Task objective>
Locate all lines in the data below that hold "Option" and show them.

Excerpted data>
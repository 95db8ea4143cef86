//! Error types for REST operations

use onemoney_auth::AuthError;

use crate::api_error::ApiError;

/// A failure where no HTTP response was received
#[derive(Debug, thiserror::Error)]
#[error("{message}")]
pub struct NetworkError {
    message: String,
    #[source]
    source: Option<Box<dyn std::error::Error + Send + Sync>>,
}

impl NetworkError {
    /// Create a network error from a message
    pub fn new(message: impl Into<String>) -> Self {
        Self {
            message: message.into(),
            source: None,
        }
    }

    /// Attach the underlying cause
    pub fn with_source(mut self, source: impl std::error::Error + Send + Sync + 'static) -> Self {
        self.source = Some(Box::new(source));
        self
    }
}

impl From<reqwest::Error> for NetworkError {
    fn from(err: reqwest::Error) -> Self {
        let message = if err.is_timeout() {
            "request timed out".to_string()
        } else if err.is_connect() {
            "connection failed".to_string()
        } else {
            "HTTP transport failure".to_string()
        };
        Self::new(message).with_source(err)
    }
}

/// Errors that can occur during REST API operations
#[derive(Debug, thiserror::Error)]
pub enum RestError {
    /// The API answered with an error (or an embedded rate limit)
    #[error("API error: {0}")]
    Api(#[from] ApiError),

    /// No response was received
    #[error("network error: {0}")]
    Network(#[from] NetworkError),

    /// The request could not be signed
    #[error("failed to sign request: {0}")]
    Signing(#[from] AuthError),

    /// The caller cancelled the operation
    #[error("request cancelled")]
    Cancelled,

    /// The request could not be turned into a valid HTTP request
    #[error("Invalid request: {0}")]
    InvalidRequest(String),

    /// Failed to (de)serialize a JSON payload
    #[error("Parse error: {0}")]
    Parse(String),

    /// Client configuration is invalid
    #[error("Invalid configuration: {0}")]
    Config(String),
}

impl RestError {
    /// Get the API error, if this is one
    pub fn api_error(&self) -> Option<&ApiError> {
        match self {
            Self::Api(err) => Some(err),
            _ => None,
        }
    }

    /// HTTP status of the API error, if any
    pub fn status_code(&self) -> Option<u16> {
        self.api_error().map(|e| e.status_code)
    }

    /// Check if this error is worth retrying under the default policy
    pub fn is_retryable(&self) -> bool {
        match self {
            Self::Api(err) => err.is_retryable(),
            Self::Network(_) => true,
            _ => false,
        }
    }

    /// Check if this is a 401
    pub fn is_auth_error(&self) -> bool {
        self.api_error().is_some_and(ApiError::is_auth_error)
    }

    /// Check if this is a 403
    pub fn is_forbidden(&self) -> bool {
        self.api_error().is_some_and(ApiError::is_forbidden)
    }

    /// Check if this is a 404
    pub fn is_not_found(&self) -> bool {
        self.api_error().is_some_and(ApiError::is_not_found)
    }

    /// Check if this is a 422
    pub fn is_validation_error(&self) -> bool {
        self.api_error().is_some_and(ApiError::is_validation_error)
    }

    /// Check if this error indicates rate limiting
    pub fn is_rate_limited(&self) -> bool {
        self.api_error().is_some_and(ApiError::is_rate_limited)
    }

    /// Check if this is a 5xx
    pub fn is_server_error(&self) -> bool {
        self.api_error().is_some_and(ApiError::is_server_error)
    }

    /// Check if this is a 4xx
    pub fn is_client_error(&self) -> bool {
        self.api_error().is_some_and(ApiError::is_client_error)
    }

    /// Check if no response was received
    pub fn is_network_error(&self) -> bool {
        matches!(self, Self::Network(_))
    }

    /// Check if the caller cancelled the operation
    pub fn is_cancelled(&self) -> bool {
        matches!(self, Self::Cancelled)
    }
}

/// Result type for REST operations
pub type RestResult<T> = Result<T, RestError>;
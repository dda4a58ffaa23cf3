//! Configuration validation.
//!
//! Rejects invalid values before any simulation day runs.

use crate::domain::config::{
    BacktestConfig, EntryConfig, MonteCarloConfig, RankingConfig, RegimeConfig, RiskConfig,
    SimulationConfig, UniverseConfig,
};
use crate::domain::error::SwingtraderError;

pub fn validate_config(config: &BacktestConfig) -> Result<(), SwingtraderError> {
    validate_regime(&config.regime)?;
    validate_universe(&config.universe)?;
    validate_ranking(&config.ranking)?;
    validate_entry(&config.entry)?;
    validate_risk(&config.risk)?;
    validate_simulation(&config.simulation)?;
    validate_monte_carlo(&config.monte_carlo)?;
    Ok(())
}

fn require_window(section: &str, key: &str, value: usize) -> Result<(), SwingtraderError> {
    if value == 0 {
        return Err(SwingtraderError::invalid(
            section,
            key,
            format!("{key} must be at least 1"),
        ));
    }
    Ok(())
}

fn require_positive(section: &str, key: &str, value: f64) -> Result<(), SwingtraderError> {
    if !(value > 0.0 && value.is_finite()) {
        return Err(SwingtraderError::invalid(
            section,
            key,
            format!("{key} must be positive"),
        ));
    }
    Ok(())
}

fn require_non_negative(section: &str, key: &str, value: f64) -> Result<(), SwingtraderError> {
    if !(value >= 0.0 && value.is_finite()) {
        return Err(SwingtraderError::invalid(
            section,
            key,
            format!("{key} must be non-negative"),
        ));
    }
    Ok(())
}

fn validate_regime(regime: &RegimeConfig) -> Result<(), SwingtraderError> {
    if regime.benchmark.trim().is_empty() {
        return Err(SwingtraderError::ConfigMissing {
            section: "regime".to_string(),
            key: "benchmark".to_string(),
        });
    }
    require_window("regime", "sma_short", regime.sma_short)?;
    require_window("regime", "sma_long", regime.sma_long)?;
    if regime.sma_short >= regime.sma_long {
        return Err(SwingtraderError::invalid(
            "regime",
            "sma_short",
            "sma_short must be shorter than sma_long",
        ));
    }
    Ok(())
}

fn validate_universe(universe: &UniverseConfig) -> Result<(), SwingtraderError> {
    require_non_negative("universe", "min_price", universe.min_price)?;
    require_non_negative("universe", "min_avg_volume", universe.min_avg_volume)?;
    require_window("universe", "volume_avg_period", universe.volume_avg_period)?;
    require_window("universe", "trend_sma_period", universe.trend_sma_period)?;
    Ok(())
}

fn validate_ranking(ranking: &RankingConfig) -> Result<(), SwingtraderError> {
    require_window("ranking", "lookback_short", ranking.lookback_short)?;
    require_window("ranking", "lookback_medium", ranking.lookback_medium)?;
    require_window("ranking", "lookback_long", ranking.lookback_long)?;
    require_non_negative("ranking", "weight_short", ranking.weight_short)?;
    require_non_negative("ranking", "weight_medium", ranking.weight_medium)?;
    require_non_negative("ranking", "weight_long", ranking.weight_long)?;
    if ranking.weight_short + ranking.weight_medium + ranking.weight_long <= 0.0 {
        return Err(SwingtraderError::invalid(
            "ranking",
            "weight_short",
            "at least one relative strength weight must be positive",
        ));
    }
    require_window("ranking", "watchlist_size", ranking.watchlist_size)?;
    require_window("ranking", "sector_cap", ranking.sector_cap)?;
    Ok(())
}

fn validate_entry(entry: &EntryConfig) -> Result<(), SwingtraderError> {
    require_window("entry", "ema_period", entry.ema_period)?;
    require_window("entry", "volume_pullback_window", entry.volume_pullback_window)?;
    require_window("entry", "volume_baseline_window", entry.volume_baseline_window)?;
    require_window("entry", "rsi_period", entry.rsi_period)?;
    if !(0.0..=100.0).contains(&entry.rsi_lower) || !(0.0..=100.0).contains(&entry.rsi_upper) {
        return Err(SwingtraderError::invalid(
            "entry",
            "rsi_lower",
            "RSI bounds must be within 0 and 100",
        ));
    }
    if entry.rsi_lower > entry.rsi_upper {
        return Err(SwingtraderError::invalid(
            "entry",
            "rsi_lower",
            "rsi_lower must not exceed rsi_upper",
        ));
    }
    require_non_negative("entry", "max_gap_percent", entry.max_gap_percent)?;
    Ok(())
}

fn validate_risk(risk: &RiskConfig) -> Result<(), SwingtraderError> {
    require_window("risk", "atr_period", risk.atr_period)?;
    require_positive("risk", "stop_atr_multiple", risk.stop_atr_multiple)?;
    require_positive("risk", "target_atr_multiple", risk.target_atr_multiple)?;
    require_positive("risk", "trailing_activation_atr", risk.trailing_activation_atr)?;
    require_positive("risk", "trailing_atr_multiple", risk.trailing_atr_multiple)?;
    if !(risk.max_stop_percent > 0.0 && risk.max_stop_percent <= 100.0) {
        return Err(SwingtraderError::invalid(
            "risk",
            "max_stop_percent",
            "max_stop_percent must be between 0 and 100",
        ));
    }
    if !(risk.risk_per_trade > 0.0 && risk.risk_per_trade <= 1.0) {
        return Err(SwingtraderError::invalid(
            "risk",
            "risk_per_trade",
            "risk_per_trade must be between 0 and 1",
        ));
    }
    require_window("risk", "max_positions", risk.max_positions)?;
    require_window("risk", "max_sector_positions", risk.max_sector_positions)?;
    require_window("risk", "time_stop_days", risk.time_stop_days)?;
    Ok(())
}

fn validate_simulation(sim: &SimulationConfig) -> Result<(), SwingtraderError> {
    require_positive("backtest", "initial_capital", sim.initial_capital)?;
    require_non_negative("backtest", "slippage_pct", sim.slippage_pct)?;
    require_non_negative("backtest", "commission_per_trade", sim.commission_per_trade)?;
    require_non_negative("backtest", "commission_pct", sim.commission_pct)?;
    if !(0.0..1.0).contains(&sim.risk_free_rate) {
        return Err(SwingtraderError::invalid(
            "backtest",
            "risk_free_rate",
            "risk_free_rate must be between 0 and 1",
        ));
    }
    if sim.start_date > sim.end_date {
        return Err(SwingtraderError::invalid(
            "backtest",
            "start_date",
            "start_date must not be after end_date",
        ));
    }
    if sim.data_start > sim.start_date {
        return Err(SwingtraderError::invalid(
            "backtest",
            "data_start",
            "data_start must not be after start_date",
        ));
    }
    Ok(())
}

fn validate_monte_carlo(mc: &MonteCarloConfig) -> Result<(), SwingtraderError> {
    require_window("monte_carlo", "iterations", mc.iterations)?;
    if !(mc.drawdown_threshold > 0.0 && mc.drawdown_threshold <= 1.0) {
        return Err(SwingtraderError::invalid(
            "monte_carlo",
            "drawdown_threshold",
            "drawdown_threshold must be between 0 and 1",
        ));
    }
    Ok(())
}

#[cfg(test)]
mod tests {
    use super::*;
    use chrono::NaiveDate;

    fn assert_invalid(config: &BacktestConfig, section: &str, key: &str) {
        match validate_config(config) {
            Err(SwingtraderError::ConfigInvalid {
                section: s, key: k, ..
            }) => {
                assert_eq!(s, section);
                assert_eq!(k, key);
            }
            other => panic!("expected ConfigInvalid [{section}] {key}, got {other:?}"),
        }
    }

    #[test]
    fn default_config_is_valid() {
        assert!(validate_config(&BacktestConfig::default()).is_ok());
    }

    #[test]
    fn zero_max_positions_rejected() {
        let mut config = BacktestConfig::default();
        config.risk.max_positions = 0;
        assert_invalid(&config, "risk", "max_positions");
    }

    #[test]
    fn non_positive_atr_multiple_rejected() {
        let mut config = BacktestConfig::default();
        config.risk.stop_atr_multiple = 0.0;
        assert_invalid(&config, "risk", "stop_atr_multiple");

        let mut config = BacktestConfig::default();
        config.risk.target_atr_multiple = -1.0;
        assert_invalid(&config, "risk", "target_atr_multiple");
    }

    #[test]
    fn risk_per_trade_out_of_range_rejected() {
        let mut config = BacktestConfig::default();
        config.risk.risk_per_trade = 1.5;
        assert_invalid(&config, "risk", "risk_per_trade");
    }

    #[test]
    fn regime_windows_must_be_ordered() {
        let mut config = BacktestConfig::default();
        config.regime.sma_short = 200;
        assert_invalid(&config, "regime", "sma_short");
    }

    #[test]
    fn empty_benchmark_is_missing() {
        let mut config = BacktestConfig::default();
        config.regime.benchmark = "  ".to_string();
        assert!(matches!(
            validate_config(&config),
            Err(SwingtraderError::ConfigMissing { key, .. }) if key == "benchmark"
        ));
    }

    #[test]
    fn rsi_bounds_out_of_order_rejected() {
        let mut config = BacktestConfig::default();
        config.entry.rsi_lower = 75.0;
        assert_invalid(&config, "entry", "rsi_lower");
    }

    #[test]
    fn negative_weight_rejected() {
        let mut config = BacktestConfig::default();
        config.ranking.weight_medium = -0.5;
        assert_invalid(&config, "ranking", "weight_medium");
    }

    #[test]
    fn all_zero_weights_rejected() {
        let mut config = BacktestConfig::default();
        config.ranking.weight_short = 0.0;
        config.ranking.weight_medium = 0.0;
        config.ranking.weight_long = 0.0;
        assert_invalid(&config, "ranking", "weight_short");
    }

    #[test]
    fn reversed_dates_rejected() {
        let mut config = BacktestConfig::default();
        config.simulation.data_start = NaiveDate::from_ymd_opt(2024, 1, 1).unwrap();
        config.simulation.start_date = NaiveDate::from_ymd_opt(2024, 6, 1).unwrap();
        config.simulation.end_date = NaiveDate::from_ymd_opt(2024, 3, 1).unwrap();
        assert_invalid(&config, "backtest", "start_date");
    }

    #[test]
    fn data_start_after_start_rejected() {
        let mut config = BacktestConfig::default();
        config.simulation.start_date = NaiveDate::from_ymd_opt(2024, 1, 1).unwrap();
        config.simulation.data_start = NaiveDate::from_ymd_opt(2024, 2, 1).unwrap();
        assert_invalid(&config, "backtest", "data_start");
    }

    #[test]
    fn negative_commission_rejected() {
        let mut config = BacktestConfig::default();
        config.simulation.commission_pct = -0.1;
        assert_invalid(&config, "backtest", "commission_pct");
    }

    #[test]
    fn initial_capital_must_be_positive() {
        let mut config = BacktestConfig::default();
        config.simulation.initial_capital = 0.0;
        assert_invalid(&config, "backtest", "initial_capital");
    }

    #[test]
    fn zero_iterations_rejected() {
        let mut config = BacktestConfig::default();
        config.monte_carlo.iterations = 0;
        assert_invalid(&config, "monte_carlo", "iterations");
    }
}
* * *
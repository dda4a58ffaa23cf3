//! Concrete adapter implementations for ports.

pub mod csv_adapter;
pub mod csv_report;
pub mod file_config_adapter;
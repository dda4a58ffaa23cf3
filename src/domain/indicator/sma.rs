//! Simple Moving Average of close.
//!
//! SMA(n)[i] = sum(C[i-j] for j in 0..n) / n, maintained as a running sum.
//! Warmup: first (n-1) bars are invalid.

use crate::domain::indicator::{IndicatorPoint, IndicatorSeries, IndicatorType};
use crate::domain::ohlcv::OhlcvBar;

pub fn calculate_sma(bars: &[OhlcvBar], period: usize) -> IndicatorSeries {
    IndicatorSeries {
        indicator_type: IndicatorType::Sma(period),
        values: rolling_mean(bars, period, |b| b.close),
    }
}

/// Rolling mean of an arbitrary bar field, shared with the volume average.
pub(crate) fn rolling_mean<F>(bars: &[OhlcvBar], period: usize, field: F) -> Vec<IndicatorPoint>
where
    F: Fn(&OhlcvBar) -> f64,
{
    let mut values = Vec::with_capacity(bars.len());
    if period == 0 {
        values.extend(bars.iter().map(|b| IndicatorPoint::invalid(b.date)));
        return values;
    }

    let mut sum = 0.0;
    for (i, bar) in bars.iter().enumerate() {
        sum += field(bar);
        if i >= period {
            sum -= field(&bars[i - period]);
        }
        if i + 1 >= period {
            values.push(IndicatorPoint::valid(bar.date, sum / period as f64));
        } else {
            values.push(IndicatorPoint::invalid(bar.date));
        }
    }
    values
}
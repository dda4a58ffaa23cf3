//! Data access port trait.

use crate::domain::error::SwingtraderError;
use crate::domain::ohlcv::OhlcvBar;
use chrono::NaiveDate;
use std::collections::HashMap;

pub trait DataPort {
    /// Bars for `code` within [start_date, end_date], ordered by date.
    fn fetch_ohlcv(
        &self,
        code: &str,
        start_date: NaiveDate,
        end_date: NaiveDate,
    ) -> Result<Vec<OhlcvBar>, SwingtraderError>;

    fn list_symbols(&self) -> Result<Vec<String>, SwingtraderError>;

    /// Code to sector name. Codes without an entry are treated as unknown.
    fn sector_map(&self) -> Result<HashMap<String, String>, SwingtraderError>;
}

Problem solution>
    source: Option<Box<dyn std::error::Error + Send + Sync>>,
    pub fn api_error(&self) -> Option<&ApiError> {
    pub fn status_code(&self) -> Option<u16> {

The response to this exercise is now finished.